So much of life is about: (1) making distinctions; and (2) making choices. Indeed, the meaning and consequence of all our lives can fairly be said to be a test of our free will choices and the rational, intellectual distinctions we make in choosing between free will courses of action. Two identically smart, identically diligent people making nearly identical choices can arrive at very different places based on the distinctions they make in choosing a course of action. For example, two very smart, productive individuals may have earned and been able to 'save' $200,000 over the last decade. One smart person may have put that money into the stock market in a government-blessed peculium, like a 401(k) or IRA. The other person may have allowed that $200,000 to run through the federal tax gauntlet, paid his 30 percent tithe to the state, and used his net $140,000 to buy, as just an example, gold. Although both people are smart and may be equally honest and upstanding, each makes his decision based on different assumptions. The first assumes that the fiat paper-denominated market is safe and takes no heed or notice of government rules, regulations and fines that compel his actions. He trusts his rulers and perhaps does not understand how his actions support things that he finds morally abhorrent. When his rulers tell him that his paper is fire-proof or that they can control the unquenchable fire, he believes them. The second assumes, for perhaps a myriad of reasons, that his tangible gold (a bird in the hand) is better than paper notes or computerized digits. He knows that his rulers are fallible men just like him and so distrusts them when they tell him that their paper is fire resistant. Their attempts to coerce him to act in a certain way only heightens his suspicions.

That is life, isn't it? Upon whom and what we place our trust and faith says everything about us. If we do not challenge basic assumptions and question everything, we risk getting burned with the chaff.

In Bearing False Witness, I promised to provide readers with more insights into the history, development, structure and logic of the Code. Before I get started I want to note that, in response to Bearing False Witness, a website called quatloos.com said some nasty things about me and threw me under the 'crazy' bus for calling great men like Irwin Schiff political prisoners. By the miracle of modern technology and Google Analytics, I can provide a little factual information about quatloos. On the day of quatloos attack, I had two website hits from Ogden , Utah , the IRS 's grand central station. Unlike the other visitors to my site that day, these two Ogden , Utah visitors visited every page of my hokey little website and spent a lot of time on each page. Coincidentally, also on this day two anonymous (they are so brave) quatlooos posters reproduced information found only on my webpages. Now, it is certainly possible that two nice, honest and upright individuals from Ogden , Utah who are not IRS employees separately and independently scoured my website and also that both individuals happen to regularly and anonymously post on the pro- IRS quatloos site. If that is the case, when they attack this piece they will no doubt use their real names and provide their contact information so together we can find the truth. J But seriously, quatloos' sponsor is apparently a California attorney named Jay David Adkisson. Mr. Adkisson touts strategies for 'asset protection.' Mr. Adkisson has the unique (as in I know of no one and an internet search reveals no one) distinction of having received the IRS 's Certificate of Appreciation. Mr. Adkisson unfortunately lost an eye to cancer. When I read that, I was reminded of this passage:

The lamp of the body is your eye. When your eye is sound, then your whole body is filled with light, but when it is bad, then your body is in darkness.

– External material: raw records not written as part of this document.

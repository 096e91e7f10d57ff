//! Terminal output shared across the CLI.

use colored::Colorize;
use std::io::{self, Write};

/// Prints a right-aligned status word followed by a message.
pub fn print_status(status: &str, message: &str) {
    println!("{} {message}", format!("{status:>12}").green().bold());
}

/// Renders an error as a bold red headline followed by its problems.
#[must_use]
pub fn format_error(error: &anyhow::Error) -> String {
    let problems = match error.downcast_ref::<csa_core::Error>() {
        Some(err) => err.problems(),
        None => error.chain().skip(1).map(ToString::to_string).collect(),
    };

    let mut text = format!("{}", error.to_string().red().bold());
    for problem in problems {
        for line in problem.lines() {
            text.push_str("\n  ");
            text.push_str(line);
        }
    }
    text
}

/// Prints an error to stdout, where the rest of the run's output goes.
pub fn print_error(error: &anyhow::Error) {
    let mut stdout = io::stdout().lock();
    if let Err(err) = write_error(&mut stdout, error) {
        tracing::debug!(error = %err, "failed to print error");
    }
}

/// Writes an error preceded by a blank line.
///
/// # Errors
/// Returns an error if writing to `out` fails.
pub fn write_error(out: &mut impl Write, error: &anyhow::Error) -> io::Result<()> {
    writeln!(out)?;
    writeln!(out, "{}", format_error(error))
}

/// Restores the terminal cursor a prompt may have hidden.
pub fn show_cursor() {
    let term = dialoguer::console::Term::stdout();
    if let Err(err) = term.show_cursor() {
        tracing::debug!(error = %err, "failed to restore cursor");
    }
}

#[cfg(test)]
mod tests {
    use super::*;

    #[test]
    fn test_format_error_lists_problems() {
        colored::control::set_override(false);
        let error = anyhow::Error::new(csa_core::Error::CommandFailed {
            command: "npx".to_string(),
            stderr: Some("npm ERR! one\nnpm ERR! two\n".to_string()),
        });

        assert_eq!(
            format_error(&error),
            "Failed to execute command \"npx\"\n  npm ERR! one\n  npm ERR! two"
        );
    }

    #[test]
    fn test_write_error_starts_with_blank_line() {
        colored::control::set_override(false);
        let error = anyhow::Error::new(csa_core::Error::Required(
            "protoc is required".to_string(),
        ));

        let mut out = Vec::new();
        write_error(&mut out, &error).unwrap();
        assert_eq!(String::from_utf8(out).unwrap(), "\nprotoc is required\n");
    }

    #[test]
    fn test_format_error_uses_context_chain() {
        colored::control::set_override(false);
        let error = anyhow::anyhow!("disk full").context("Failed to write package.json");
        assert_eq!(format_error(&error), "Failed to write package.json\n  disk full");
    }
}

Is Mr. Adkisson's lost eye evidence of damage he has done to his soul by striking some sort of deal with the IRS? I wouldn't presume to know. A better bet is that his remaining eye is evidence of an infinitely merciful God.

So who is this Bill Butler and why should I listen to him? I don't pretend to be perfect, but I am an honest and diligent student of law, economics and history. I have accomplished very little other than to be blessed with four perfect children. The oldest is a senior on the Dean's List at Northwestern University , an exceptional athlete, great friend and a generous soul. Ditto number two, he is also a National Merit Scholar finalist and freshman at the University of Wisconsin . Numbers three and four are still in the pipeline but so far on course. If you want to know more, shoot me an e-mail. Unlike quatloos, I am not faking it.

A BRIEF HISTORY

A summary understanding of the Code and its operation is that it is actually a benign, 1913 law that is written to apply only within the legal, logical and moral confines of the United States Constitution. However, whether by accident or design, that benign law has been used by a gang of intellectually dishonest and morally bankrupt left and right Progressivists to force words to mean what they do not and cannot mean, with the result that innocent people are imprisoned for tax crimes that have no Constitutional, much less moral, foundation. These Progressivists, many of whom are federal judges, are both Republican and Democrats who willfully misinterpret, misapply and misrepresent logic, law, history and the Bill of Rights to achieve their statist, political ends.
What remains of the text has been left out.